Graph Attention Networks (GAT) is a type of graph neural network that uses attention mechanisms to aggregate features from neighboring nodes. The intuition behind GAT is that different neighboring nodes may have different levels of importance when aggregating features for a given node. By using attention coefficients, GAT can learn to weight the contributions of each neighboring node based on their relevance to the target node. This allows GAT to capture complex dependencies between nodes and learn more expressive node representations than other graph neural networks.

Graph Isomorphism Network Convolution (GINConv)

\[\mathbf{h}^{\prime}_i = \text{MLP} \left( (1 + \epsilon) \cdot\mathbf{h}_i + \sum_{j \in \mathcal{N}_i} \mathbf{h}_j \right)\] \(\epsilon\) : learnable parameter or a fixed scalar.

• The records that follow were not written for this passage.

//! Quit confirmation dialog component

use crate::action::Action;
use crate::component::Component;
use crate::components::centered_popup;
use anyhow::Result;
use crossterm::event::{KeyCode, KeyEvent};
use ratatui::{
    layout::Rect,
    style::{Color, Modifier, Style},
    text::{Line, Span},
    widgets::{Block, Borders, Clear, Paragraph},
    Frame,
};

/// Quit confirmation dialog
#[derive(Default)]
pub struct QuitDialog;

impl Component for QuitDialog {
    fn handle_key_event(&mut self, key: KeyEvent) -> Result<Option<Action>> {
        let action = match key.code {
            KeyCode::Char('s') | KeyCode::Char('y') => Some(Action::ForceQuit),
            KeyCode::Char('n') | KeyCode::Esc => Some(Action::CloseModal),
            _ => None,
        };
        Ok(action)
    }

    fn draw(&mut self, frame: &mut Frame, area: Rect) -> Result<()> {
        let popup_area = centered_popup(area, 44, 7);

        frame.render_widget(Clear, popup_area);

        let content = vec![
            Line::from(""),
            Line::from(Span::styled(
                "¿Seguro que quieres salir?",
                Style::default()
                    .fg(Color::White)
                    .add_modifier(Modifier::BOLD),
            )),
            Line::from(""),
            Line::from(vec![
                Span::styled(
                    " s ",
                    Style::default()
                        .fg(Color::Green)
                        .add_modifier(Modifier::BOLD),
                ),
                Span::raw("Sí, salir  "),
                Span::styled(
                    " n/Esc ",
                    Style::default().fg(Color::Red).add_modifier(Modifier::BOLD),
                ),
                Span::raw("No, cancelar"),
            ]),
        ];

        let paragraph = Paragraph::new(content)
            .block(
                Block::default()
                    .borders(Borders::ALL)
                    .border_style(Style::default().fg(Color::Yellow))
                    .title(" ¿Salir? ")
                    .title_style(
                        Style::default()
                            .fg(Color::Yellow)
                            .add_modifier(Modifier::BOLD),
                    ),
            )
            .alignment(ratatui::layout::Alignment::Center);

        frame.render_widget(paragraph, popup_area);
        Ok(())
    }
}
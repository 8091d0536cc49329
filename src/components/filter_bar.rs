//! Category filter bar
//!
//! Categories are free-form labels discovered from the data at load time;
//! the bar is rebuilt from scratch on every draw.

use crate::model::item::NewsItem;
use ratatui::{
    layout::Rect,
    style::{Color, Modifier, Style},
    widgets::{Block, Borders, Tabs},
    Frame,
};
use std::collections::HashSet;

/// Label of the unfiltered view
pub const CATEGORY_ALL: &str = "Todos";

/// Derive the filter categories: "Todos" plus the distinct item
/// categories in first-seen order.
pub fn filter_categories(items: &[NewsItem]) -> Vec<String> {
    let mut seen = HashSet::new();
    let mut categories = vec![CATEGORY_ALL.to_string()];
    for item in items {
        if seen.insert(item.tipo.as_str()) {
            categories.push(item.tipo.clone());
        }
    }
    categories
}

/// Render the bar with the active category highlighted.
pub fn render_filter_bar(frame: &mut Frame, area: Rect, categories: &[String], active: &str) {
    let titles: Vec<&str> = categories.iter().map(|c| c.as_str()).collect();
    let selected = categories.iter().position(|c| c == active).unwrap_or(0);

    let tabs = Tabs::new(titles)
        .block(
            Block::default()
                .borders(Borders::ALL)
                .title(" Categorías ")
                .border_style(Style::default().fg(Color::DarkGray)),
        )
        .select(selected)
        .style(Style::default().fg(Color::DarkGray))
        .highlight_style(
            Style::default()
                .fg(Color::Cyan)
                .add_modifier(Modifier::BOLD),
        );

    frame.render_widget(tabs, area);
}

#[cfg(test)]
mod tests {
    use super::*;

    fn item(tipo: &str) -> NewsItem {
        NewsItem {
            id: 0,
            titulo: String::new(),
            extracto: String::new(),
            imagen: None,
            tipo: tipo.to_string(),
            destacada: false,
            fecha_inicio: "2024-01-01".to_string(),
            fecha_fin: None,
        }
    }

    #[test]
    fn test_categories_first_seen_order() {
        let items = vec![
            item("Clase"),
            item("Noticia"),
            item("Clase"),
            item("Evento"),
            item("Noticia"),
        ];

        let categories = filter_categories(&items);
        assert_eq!(categories, vec!["Todos", "Clase", "Noticia", "Evento"]);
    }

    #[test]
    fn test_empty_items_yield_only_all() {
        assert_eq!(filter_categories(&[]), vec!["Todos"]);
    }
}
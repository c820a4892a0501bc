use axum::extract::State;
use axum::http::{header, HeaderMap, StatusCode};
use axum::response::IntoResponse;
use tracing::info;

use crate::playlist::generate_playlist;
use crate::web::AppState;

/// `GET /playlist.m3u` — the full playlist of enabled channels, URLs
/// pointing back at this proxy.
pub async fn playlist(State(state): State<AppState>, headers: HeaderMap) -> impl IntoResponse {
    info!("Playlist requested");
    let public_host = resolve_public_host(&state, &headers);

    match generate_playlist(&state.database, &public_host).await {
        Ok(content) => (
            StatusCode::OK,
            [(header::CONTENT_TYPE, "audio/x-mpegurl")],
            content,
        )
            .into_response(),
        Err(err) => (
            StatusCode::INTERNAL_SERVER_ERROR,
            format!("playlist generation failed: {err}"),
        )
            .into_response(),
    }
}

/// Configured `PUBLIC_HOST` wins; otherwise the request's Host header.
pub fn resolve_public_host(state: &AppState, headers: &HeaderMap) -> String {
    if let Some(host) = &state.context.public_host {
        return host.clone();
    }
    headers
        .get(header::HOST)
        .and_then(|v| v.to_str().ok())
        .map(str::to_string)
        .unwrap_or_else(|| format!("{}:{}", state.context.bind_host, state.context.port))
}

Graph Isomorphism Network Convolution is a type of graph neural network that aims to maximize the representational power of a GNN. The intuition behind GINConv is to learn injective functions that map different graph structures to different representations. GINConv achieves this by using a multi-layer perceptron (MLP) to transform the features of each node and its neighbors, and then aggregating the transformed features using a summation operation. This process allows GINConv to capture the structural information of the graph and learn discriminative node representations that are useful for tasks such as graph classification and graph clustering.

Pooling Techniques

In this section, we will explain different pooling techniques used in our model.

Top-K Pooling Operator (TopKPool)

The Top-K Pooling operator retains only the top-K nodes with the highest scores, as determined by a scoring function. The scoring function can be based on various factors, such as node degree or feature importance. By retaining only the top-K nodes, Top-K Pooling reduces the dimensionality of the node representations while preserving the most important information.

Self-Attention Graph Pooling (SAGPool)

Self-Attention Graph Pooling (SAGPool) is a pooling technique that uses self-attention mechanisms to assign scores to nodes. The scores are used to select the top-K nodes for pooling, similar to Top-K Pooling. However, unlike Top-K Pooling, SAGPool takes into account the relationships between nodes when assigning scores. This allows SAGPool to capture more complex dependencies between nodes.

MEWIS Pool (Maximum Entropy Weighted Independent Set Pooling)

MEWIS Pool is a pooling technique that maximizes the Shannon Entropy of the selected nodes. The Shannon Entropy is a measure of the uncertainty or randomness of a set of nodes. By selecting nodes that maximize the Shannon Entropy, MEWIS Pool aims to capture a diverse set of nodes that cover different regions of the graph.

EDGE Pooling

EDGE Pooling is a pooling technique that pairs nodes based on scores. The scores can be based on various factors, such as node degree or feature importance. EDGE Pooling then merges the paired nodes into a single node, reducing the dimensionality of the node representations. EDGE Pooling can be seen as a form of hierarchical clustering, where nodes are merged based on their similarity.

Each of these pooling techniques has its own strengths and weaknesses, and the choice of pooling technique depends on the specific characteristics of the graph data and the desired outcome.